--- What needs to be done ---
Say how many lines in the listing below contain the word "already". Give the number alone.

====== Dataset excerpts ======

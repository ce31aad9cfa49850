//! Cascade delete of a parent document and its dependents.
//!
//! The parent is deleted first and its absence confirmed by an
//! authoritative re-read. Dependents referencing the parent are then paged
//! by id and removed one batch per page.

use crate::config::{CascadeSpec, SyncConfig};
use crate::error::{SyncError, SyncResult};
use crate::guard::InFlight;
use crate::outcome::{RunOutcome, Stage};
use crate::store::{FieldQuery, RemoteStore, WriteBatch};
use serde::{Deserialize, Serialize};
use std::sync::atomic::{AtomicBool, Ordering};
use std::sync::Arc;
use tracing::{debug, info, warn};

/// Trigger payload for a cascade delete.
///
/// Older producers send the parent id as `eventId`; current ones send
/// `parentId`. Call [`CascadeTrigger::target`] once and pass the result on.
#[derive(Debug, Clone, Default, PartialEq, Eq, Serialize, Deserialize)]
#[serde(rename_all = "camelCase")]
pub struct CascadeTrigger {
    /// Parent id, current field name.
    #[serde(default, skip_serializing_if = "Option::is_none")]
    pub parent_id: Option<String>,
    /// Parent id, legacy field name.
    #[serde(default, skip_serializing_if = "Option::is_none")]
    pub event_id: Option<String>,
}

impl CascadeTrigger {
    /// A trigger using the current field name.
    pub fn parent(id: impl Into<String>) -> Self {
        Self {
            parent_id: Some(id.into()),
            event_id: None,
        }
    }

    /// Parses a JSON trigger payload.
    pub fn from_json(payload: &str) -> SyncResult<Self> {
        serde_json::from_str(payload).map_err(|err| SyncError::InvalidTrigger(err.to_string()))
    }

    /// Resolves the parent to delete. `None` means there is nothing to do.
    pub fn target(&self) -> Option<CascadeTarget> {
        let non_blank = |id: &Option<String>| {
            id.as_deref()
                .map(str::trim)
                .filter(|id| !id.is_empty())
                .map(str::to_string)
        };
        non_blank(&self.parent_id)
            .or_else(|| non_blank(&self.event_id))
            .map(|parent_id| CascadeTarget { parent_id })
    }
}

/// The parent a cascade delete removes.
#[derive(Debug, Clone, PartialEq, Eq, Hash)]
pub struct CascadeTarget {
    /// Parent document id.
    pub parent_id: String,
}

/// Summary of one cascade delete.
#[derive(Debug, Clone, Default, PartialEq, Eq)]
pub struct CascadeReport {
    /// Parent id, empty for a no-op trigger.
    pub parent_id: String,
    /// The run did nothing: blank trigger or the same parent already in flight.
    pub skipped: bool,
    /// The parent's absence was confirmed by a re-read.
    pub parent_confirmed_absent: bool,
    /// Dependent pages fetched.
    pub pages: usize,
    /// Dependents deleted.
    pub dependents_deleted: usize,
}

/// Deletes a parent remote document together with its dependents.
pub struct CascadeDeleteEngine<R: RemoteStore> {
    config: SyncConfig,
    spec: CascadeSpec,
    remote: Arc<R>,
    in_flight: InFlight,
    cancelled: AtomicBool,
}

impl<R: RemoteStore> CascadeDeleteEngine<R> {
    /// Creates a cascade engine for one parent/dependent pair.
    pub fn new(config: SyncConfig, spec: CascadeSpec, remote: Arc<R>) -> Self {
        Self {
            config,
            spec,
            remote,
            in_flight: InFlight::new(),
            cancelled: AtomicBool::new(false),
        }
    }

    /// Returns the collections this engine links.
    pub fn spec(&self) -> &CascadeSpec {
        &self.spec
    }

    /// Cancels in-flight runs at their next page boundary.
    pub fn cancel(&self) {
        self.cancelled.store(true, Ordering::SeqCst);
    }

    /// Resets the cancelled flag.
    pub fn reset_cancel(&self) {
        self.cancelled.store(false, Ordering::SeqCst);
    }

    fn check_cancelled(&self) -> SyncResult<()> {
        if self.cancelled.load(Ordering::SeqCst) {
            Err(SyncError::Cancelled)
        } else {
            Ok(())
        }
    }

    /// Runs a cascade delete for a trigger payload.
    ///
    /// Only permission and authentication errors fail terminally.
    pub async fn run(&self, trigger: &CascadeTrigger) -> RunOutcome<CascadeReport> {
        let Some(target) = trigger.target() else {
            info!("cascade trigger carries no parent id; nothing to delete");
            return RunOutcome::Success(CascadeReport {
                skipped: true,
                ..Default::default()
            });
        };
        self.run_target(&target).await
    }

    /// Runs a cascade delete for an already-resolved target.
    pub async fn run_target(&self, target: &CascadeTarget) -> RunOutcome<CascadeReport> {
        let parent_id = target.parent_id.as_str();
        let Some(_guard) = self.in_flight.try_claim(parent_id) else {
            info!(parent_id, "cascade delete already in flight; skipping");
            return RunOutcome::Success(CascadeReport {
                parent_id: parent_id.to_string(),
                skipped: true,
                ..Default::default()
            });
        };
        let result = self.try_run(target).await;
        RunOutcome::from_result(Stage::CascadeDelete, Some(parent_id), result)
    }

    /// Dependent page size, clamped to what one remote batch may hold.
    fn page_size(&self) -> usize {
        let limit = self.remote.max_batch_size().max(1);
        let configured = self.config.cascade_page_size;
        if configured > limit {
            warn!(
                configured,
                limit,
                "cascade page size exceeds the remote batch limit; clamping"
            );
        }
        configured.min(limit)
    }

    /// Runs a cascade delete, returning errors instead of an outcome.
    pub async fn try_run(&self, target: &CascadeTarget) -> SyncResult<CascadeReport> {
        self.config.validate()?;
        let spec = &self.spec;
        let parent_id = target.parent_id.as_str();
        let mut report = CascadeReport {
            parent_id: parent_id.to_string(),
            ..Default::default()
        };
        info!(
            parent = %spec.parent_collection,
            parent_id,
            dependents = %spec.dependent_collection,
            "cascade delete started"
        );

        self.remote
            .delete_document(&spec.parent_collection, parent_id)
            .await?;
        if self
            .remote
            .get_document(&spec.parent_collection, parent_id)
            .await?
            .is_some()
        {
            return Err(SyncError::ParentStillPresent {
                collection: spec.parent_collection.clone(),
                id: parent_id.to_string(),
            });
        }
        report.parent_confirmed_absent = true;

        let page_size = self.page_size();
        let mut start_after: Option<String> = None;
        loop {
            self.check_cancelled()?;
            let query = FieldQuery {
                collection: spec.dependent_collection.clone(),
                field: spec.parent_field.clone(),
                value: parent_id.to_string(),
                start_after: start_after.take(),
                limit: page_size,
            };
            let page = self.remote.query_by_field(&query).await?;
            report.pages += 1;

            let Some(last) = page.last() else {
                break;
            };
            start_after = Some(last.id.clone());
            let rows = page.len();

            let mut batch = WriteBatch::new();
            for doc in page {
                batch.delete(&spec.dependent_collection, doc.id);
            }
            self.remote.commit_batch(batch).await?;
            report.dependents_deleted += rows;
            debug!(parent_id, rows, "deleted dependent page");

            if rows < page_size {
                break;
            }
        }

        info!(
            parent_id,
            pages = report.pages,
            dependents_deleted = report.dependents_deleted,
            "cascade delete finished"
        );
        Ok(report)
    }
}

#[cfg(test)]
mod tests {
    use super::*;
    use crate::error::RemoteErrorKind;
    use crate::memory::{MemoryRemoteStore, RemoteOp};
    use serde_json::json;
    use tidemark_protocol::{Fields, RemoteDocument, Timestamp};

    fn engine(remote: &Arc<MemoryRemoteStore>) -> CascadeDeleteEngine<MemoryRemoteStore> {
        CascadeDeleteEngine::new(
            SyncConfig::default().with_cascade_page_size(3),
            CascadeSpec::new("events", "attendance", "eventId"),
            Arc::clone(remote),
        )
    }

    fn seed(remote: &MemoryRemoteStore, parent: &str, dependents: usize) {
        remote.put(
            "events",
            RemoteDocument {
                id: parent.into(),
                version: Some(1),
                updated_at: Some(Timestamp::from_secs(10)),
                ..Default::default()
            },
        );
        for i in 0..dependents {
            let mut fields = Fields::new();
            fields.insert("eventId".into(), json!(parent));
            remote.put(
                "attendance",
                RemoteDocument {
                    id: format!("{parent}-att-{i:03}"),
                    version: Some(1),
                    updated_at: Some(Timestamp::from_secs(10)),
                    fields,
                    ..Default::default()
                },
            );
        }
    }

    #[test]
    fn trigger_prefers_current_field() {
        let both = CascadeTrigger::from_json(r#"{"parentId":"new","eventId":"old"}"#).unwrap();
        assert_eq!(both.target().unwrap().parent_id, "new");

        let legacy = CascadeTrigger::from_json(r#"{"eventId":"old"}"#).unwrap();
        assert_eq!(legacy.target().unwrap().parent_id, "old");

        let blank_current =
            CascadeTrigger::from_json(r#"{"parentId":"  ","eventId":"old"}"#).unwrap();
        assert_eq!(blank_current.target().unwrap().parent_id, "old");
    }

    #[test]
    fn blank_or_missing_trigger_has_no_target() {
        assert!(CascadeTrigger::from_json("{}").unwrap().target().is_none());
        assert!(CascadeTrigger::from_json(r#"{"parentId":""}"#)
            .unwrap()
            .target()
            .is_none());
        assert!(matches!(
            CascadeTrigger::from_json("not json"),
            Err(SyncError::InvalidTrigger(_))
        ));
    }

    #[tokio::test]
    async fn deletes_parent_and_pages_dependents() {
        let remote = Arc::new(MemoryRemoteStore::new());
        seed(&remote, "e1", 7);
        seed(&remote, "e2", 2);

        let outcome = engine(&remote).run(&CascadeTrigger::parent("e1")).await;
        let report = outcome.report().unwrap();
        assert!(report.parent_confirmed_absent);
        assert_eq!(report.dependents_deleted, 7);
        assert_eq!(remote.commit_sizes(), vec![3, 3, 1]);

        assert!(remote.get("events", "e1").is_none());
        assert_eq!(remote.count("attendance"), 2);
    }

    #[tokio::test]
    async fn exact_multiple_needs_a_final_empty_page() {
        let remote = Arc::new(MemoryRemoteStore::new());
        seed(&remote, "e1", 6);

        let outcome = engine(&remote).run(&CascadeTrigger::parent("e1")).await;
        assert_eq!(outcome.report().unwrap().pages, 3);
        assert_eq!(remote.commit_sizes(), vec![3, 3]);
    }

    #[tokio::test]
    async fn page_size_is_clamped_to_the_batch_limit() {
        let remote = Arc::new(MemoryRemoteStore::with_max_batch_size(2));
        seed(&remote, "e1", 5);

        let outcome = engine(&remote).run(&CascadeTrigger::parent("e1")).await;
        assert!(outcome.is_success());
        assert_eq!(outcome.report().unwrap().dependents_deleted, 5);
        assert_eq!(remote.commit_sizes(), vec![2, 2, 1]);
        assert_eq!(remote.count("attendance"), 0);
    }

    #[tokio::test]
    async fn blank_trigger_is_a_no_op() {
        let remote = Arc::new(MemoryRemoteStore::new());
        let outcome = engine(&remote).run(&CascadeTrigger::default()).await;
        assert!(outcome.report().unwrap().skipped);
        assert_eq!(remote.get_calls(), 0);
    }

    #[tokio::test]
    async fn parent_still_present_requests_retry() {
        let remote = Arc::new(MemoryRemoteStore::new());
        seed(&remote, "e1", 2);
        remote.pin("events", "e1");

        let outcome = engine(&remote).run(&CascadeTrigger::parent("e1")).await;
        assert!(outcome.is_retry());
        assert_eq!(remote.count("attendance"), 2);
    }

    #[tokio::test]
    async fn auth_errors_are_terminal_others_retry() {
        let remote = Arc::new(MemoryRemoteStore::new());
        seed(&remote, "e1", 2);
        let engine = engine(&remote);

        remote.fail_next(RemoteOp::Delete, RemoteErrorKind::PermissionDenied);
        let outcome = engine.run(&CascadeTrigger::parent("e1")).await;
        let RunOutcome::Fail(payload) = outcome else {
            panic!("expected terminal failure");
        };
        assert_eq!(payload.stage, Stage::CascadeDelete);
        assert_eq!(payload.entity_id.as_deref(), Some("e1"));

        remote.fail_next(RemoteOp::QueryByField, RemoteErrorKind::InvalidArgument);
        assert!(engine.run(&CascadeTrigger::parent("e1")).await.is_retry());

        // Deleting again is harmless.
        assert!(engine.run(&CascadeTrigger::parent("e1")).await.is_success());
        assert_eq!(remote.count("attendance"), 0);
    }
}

======
====== Dataset excerpts ======

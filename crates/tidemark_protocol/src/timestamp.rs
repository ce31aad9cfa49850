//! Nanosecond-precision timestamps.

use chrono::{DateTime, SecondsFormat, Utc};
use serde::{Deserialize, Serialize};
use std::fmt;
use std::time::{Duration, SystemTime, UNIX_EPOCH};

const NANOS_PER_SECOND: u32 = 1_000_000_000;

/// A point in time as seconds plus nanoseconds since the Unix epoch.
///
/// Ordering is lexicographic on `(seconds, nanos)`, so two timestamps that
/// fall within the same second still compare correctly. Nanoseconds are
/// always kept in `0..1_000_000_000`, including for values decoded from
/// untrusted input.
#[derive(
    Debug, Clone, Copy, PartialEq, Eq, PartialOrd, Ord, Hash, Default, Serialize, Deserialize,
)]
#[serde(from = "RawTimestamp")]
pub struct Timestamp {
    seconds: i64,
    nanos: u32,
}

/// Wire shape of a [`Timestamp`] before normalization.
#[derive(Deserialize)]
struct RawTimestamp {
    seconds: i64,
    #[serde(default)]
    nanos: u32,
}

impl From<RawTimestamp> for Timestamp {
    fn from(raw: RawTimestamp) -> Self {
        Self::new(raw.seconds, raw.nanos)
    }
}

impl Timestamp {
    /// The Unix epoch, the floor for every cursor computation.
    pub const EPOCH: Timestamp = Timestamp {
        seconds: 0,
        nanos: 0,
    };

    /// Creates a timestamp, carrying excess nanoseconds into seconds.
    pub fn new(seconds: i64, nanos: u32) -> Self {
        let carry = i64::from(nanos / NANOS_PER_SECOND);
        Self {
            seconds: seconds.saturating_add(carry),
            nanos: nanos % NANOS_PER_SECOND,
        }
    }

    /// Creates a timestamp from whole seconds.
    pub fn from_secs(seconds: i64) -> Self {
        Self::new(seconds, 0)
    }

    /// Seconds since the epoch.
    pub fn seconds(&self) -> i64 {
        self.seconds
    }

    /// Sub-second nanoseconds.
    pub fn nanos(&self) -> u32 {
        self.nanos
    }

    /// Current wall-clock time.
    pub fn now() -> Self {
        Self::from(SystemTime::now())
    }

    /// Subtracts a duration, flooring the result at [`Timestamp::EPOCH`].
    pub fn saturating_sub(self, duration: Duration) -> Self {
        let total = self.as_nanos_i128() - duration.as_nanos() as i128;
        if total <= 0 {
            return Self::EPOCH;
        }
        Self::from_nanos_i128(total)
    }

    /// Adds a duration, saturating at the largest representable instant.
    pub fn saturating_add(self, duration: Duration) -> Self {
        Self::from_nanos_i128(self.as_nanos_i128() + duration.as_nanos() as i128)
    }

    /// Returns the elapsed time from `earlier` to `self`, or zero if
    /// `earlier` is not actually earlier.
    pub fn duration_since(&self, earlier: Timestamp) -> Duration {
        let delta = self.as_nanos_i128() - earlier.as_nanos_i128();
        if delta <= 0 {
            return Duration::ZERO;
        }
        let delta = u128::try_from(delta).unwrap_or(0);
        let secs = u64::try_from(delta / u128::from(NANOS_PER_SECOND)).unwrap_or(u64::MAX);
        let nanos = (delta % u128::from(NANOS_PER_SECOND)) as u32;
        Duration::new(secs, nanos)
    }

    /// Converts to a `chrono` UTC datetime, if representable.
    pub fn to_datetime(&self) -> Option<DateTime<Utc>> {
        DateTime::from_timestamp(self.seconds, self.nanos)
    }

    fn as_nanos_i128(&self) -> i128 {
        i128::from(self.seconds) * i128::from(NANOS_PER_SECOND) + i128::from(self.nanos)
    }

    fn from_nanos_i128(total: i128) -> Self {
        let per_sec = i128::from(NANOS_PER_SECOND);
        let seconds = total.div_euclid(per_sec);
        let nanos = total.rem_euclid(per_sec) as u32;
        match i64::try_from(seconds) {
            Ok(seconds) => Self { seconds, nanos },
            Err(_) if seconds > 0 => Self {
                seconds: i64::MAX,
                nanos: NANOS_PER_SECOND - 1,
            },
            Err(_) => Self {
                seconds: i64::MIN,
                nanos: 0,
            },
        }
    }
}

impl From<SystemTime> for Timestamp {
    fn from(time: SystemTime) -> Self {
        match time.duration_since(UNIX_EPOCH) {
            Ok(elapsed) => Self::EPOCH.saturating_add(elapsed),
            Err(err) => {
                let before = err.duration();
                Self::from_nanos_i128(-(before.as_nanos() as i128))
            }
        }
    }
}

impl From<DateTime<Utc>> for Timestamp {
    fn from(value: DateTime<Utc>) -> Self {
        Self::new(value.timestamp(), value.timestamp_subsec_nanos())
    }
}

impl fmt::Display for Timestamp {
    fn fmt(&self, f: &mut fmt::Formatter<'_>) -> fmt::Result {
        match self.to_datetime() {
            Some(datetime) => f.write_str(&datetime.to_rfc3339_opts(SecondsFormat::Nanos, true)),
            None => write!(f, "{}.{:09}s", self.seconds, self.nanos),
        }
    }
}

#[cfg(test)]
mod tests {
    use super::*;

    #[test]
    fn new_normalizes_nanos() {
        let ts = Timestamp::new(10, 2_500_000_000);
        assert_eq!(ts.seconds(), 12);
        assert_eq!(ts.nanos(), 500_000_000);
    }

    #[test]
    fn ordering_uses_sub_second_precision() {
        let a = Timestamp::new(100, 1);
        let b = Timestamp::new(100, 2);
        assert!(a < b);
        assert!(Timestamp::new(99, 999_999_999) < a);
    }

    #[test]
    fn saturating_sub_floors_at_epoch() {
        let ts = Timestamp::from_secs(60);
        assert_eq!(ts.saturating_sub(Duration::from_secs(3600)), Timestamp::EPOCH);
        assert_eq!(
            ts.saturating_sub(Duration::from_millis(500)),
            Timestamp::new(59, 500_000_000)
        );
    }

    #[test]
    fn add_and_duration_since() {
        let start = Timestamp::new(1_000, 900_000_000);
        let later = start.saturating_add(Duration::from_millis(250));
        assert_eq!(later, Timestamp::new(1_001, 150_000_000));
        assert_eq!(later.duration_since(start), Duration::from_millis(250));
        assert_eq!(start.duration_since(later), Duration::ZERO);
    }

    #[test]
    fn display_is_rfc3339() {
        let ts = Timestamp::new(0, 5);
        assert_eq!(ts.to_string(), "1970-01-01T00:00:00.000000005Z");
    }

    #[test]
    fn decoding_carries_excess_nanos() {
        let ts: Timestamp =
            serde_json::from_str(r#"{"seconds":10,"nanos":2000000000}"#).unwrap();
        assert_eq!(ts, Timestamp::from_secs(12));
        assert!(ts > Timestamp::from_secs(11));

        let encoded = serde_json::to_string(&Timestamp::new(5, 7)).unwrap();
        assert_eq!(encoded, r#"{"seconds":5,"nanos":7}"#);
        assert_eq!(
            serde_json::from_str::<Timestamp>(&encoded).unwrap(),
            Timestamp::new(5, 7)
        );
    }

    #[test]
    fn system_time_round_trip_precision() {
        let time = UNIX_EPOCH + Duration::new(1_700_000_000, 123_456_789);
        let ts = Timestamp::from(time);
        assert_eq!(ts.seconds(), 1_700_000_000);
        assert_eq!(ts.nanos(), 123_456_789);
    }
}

======

--- Response ---
3